> Action item: Which lines come from the start of the records through the line that holds "the peer's reply."? Write them out word for word.

Collected data
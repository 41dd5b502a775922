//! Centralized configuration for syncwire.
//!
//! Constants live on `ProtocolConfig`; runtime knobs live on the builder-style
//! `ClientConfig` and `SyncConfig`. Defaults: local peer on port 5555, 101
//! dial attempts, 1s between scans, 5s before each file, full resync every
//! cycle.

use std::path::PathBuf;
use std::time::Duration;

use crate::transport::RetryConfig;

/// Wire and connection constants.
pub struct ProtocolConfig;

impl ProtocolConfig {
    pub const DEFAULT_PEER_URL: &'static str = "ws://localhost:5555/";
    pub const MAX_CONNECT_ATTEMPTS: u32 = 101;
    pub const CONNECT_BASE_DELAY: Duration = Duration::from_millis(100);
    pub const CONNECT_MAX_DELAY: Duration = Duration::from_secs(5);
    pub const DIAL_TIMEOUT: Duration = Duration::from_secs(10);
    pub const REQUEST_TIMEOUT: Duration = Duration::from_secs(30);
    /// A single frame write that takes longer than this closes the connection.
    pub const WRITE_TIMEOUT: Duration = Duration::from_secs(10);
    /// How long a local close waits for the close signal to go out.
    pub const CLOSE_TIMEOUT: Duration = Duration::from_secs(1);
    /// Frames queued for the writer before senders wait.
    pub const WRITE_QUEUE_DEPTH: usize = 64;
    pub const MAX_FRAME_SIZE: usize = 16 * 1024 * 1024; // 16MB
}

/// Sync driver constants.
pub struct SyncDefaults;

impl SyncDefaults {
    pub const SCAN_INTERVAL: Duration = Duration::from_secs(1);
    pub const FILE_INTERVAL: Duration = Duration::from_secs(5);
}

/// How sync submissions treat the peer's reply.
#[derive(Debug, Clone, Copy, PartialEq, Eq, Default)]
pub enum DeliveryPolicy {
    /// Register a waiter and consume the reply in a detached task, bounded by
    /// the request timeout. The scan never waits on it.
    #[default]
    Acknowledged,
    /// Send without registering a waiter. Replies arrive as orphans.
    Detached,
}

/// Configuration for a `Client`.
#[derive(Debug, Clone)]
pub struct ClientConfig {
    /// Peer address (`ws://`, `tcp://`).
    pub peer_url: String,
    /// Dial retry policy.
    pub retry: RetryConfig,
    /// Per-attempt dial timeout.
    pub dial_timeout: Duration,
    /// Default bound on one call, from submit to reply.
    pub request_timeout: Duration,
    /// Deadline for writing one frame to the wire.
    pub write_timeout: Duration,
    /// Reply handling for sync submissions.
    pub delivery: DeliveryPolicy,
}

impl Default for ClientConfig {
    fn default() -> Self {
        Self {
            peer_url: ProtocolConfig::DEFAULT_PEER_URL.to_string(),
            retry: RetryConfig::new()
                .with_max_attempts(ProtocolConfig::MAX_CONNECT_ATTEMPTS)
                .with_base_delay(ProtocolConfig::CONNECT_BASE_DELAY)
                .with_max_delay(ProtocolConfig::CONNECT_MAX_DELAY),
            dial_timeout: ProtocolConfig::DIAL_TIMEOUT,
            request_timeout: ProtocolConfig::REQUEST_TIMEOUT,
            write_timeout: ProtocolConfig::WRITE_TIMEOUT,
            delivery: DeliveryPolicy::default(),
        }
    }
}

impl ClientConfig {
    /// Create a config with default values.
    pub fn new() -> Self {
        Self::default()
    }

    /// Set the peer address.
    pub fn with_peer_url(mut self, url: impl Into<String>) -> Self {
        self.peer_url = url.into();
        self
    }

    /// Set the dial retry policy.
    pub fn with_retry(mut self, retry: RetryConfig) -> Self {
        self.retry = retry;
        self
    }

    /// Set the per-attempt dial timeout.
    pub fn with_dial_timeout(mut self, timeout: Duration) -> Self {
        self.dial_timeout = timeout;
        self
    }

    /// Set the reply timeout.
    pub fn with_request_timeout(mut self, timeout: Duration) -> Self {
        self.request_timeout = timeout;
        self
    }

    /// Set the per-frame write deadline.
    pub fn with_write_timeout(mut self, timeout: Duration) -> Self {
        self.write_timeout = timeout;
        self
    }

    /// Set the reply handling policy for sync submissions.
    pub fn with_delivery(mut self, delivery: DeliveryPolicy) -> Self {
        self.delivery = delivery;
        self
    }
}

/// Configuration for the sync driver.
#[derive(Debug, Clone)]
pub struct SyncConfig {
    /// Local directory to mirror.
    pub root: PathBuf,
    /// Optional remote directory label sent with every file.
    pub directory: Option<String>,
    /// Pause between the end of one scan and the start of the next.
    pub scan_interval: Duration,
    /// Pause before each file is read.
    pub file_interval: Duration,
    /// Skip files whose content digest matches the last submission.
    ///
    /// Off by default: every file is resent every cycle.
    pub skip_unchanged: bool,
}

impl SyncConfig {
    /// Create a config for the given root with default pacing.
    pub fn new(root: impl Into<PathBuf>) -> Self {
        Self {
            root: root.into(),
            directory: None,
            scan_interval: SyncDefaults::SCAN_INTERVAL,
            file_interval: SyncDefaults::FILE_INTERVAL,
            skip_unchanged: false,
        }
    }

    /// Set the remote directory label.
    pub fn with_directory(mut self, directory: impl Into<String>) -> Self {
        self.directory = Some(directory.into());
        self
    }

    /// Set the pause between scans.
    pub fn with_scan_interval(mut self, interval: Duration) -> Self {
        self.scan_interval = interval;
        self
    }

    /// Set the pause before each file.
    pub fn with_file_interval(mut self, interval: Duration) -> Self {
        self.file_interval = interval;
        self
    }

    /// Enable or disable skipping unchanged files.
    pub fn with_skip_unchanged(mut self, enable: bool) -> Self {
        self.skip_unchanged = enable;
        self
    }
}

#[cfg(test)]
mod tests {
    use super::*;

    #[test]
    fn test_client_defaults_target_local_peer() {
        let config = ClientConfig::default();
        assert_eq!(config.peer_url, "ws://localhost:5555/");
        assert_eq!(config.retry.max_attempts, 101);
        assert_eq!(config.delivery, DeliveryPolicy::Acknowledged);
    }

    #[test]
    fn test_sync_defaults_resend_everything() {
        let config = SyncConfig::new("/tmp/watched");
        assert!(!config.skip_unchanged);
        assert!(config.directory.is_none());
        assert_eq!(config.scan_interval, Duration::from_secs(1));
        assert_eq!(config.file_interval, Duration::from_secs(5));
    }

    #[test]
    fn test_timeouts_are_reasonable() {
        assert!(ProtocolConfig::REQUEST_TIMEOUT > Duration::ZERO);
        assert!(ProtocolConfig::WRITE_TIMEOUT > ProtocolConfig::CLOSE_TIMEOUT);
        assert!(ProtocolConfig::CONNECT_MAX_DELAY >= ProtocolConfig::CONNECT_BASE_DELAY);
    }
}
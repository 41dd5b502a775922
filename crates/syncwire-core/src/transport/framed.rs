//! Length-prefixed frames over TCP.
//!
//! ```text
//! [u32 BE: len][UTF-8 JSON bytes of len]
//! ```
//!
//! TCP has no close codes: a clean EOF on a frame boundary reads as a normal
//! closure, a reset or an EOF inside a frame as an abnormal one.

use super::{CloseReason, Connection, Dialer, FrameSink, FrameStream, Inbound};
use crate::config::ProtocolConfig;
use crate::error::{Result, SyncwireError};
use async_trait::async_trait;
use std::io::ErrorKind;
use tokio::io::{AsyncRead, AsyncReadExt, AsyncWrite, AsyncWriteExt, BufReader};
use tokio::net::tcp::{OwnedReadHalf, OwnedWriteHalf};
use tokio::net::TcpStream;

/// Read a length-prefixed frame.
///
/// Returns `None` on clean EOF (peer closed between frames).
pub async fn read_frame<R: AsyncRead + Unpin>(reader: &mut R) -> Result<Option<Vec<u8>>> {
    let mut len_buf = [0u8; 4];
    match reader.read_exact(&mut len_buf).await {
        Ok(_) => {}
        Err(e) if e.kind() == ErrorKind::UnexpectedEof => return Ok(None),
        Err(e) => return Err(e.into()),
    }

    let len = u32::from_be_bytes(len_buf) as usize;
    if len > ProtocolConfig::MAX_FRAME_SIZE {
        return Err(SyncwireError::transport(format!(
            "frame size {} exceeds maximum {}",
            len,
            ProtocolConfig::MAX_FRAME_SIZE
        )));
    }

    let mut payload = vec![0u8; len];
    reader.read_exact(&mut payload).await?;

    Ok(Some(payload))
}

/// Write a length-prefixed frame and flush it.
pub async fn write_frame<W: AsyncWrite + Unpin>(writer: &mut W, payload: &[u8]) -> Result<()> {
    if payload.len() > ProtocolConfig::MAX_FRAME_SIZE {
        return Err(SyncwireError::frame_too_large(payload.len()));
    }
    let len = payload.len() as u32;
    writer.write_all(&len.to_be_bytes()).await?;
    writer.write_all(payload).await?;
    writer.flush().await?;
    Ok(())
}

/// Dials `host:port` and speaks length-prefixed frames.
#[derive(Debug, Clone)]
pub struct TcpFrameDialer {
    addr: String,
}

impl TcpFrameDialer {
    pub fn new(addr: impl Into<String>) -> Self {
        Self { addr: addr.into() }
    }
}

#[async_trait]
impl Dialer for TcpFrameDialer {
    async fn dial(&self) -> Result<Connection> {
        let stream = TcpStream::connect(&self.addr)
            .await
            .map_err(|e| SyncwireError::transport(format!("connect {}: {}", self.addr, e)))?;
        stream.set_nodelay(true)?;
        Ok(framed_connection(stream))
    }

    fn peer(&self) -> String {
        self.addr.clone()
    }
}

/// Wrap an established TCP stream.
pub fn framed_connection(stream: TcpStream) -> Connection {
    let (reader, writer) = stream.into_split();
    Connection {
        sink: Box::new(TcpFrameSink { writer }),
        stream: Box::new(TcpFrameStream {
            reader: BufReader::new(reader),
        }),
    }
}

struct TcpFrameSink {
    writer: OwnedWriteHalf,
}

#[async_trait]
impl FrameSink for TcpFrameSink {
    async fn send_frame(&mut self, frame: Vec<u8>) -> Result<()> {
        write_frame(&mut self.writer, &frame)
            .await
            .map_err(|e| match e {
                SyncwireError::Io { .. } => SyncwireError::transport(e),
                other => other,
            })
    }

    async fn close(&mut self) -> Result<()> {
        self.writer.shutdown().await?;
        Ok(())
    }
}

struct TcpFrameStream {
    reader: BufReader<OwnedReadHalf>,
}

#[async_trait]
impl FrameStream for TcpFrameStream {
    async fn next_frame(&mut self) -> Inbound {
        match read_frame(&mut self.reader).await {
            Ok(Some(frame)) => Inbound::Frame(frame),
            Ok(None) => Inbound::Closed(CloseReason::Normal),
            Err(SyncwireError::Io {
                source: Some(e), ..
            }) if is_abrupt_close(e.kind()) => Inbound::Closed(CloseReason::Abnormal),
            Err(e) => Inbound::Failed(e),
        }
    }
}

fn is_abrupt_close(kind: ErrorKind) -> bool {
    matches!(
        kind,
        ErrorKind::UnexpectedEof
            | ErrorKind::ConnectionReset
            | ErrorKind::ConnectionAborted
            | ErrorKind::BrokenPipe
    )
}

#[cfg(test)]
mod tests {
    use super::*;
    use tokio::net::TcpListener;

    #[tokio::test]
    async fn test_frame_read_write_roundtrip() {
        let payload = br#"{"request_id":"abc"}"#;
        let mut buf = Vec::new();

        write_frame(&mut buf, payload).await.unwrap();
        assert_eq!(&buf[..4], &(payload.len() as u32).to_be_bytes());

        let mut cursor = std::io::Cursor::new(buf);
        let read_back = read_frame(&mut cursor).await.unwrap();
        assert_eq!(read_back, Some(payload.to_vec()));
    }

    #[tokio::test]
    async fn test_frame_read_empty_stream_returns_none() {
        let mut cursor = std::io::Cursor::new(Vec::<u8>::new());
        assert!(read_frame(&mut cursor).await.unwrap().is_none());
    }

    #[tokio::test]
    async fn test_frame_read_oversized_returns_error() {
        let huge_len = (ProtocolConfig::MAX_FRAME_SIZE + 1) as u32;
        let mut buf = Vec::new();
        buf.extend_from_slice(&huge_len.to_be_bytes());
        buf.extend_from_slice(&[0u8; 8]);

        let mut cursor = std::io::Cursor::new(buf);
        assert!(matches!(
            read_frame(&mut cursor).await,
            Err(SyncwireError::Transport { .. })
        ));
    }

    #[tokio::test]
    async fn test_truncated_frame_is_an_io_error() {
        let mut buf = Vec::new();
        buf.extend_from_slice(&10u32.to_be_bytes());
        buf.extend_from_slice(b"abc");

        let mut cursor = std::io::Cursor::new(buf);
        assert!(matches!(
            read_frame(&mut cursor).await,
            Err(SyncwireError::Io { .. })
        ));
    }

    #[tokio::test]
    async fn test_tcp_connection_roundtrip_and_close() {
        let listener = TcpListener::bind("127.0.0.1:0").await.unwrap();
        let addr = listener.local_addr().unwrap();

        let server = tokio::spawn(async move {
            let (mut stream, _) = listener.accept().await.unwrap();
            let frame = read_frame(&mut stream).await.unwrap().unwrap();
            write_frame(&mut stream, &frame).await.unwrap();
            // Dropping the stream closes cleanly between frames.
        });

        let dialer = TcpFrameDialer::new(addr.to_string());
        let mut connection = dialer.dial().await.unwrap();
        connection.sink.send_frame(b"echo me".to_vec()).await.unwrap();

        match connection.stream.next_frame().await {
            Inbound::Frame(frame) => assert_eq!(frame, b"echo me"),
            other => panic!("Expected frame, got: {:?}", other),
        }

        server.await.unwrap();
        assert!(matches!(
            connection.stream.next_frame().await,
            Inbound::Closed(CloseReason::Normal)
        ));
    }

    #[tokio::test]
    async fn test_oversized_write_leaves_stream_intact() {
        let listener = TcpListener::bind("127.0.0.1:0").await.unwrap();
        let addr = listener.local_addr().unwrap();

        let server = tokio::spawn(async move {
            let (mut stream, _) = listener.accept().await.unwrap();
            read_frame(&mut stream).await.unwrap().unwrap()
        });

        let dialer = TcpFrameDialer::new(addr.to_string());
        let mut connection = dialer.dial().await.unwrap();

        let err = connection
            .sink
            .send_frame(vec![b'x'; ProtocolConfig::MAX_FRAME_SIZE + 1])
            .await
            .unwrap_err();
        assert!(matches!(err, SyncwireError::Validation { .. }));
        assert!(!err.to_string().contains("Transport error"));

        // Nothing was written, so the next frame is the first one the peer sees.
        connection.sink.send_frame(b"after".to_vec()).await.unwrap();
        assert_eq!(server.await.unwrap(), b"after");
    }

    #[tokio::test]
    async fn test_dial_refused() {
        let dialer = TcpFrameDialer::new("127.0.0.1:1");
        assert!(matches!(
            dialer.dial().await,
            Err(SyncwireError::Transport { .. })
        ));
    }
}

> Solution for this task:
repository 41dd5b502a775922
//! Centralized configuration for syncwire.
//!
//! Constants live on `ProtocolConfig`; runtime knobs live on the builder-style
//! `ClientConfig` and `SyncConfig`. Defaults: local peer on port 5555, 101
//! dial attempts, 1s between scans, 5s before each file, full resync every
//! cycle.

use std::path::PathBuf;
use std::time::Duration;

use crate::transport::RetryConfig;

/// Wire and connection constants.
pub struct ProtocolConfig;

impl ProtocolConfig {
    pub const DEFAULT_PEER_URL: &'static str = "ws://localhost:5555/";
    pub const MAX_CONNECT_ATTEMPTS: u32 = 101;
    pub const CONNECT_BASE_DELAY: Duration = Duration::from_millis(100);
    pub const CONNECT_MAX_DELAY: Duration = Duration::from_secs(5);
    pub const DIAL_TIMEOUT: Duration = Duration::from_secs(10);
    pub const REQUEST_TIMEOUT: Duration = Duration::from_secs(30);
    /// A single frame write that takes longer than this closes the connection.
    pub const WRITE_TIMEOUT: Duration = Duration::from_secs(10);
    /// How long a local close waits for the close signal to go out.
    pub const CLOSE_TIMEOUT: Duration = Duration::from_secs(1);
    /// Frames queued for the writer before senders wait.
    pub const WRITE_QUEUE_DEPTH: usize = 64;
    pub const MAX_FRAME_SIZE: usize = 16 * 1024 * 1024; // 16MB
}

/// Sync driver constants.
pub struct SyncDefaults;

impl SyncDefaults {
    pub const SCAN_INTERVAL: Duration = Duration::from_secs(1);
    pub const FILE_INTERVAL: Duration = Duration::from_secs(5);
}

/// How sync submissions treat the peer's reply.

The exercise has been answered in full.